After the success of Mamie Smith’s 1920 recording of “Crazy Blues”, record companies became aware of a demand for recordings of race music. The classic female blues era had begun and would extend through the 1920s. Cox caught the attention of talent scouts and secured a contract. Between September 1923 and October 1929, she recorded 78 titles for Paramount.
By the end of the decade, the economic hardships of the Great Depression and the waning popularity of female blues singers made it difficult to maintain performances, with frequent layoffs and gaps in its touring schedule.
In 1939 she was invited to participate in the Carnegie Hall concert series From Spirituals to Swing produced by John Hammond which gave her performing career a boost after the Depression. Cox continued to record and perform until 1945, when she was forced into retirement after a debilitating stroke which occurred during a performance at a nightclub in Buffalo, New York. She moved to Knoxville, Tennessee, where she lived with her daughter, Helen Goode, and became active in her church.

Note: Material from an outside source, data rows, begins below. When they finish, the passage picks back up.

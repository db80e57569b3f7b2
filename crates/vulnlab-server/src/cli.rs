// SPDX-License-Identifier: Apache-2.0

//! Command-line interface for the demo host.
//!
//! Flags override values from the config file and `VULNLAB_` environment.

use clap::Parser;

/// Demo HTTP host for deliberately vulnerable fixtures.
#[derive(Debug, Parser)]
#[command(name = "vulnlab-server", version, about)]
pub struct Cli {
    /// Address to bind (overrides `server.host`).
    #[arg(long)]
    pub host: Option<String>,

    /// Port to bind (overrides `server.port`).
    #[arg(short, long)]
    pub port: Option<u16>,

    /// Print the fixture catalog as JSON and exit.
    #[arg(long)]
    pub list: bool,

    /// Enable debug logging for vulnlab crates.
    #[arg(short, long)]
    pub verbose: bool,
}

Cox effectively disappeared from the music world until 1959 when John Hammond placed an ad in Variety magazine in search of her. After locating her, Hammond and the record producer Chris Albertson urged her to make another recording, and in 1961, 15 years after her last sessions, she recorded the album Blues for Rampart Street.
Cox referred to the album as her “final statement”. After recording it, she returned to Knoxville to live with her daughter. She had another stroke in 1965. In 1967, she entered East Tennessee Baptist Hospital, where she died of cancer on November 10, 1967 at the age of 71.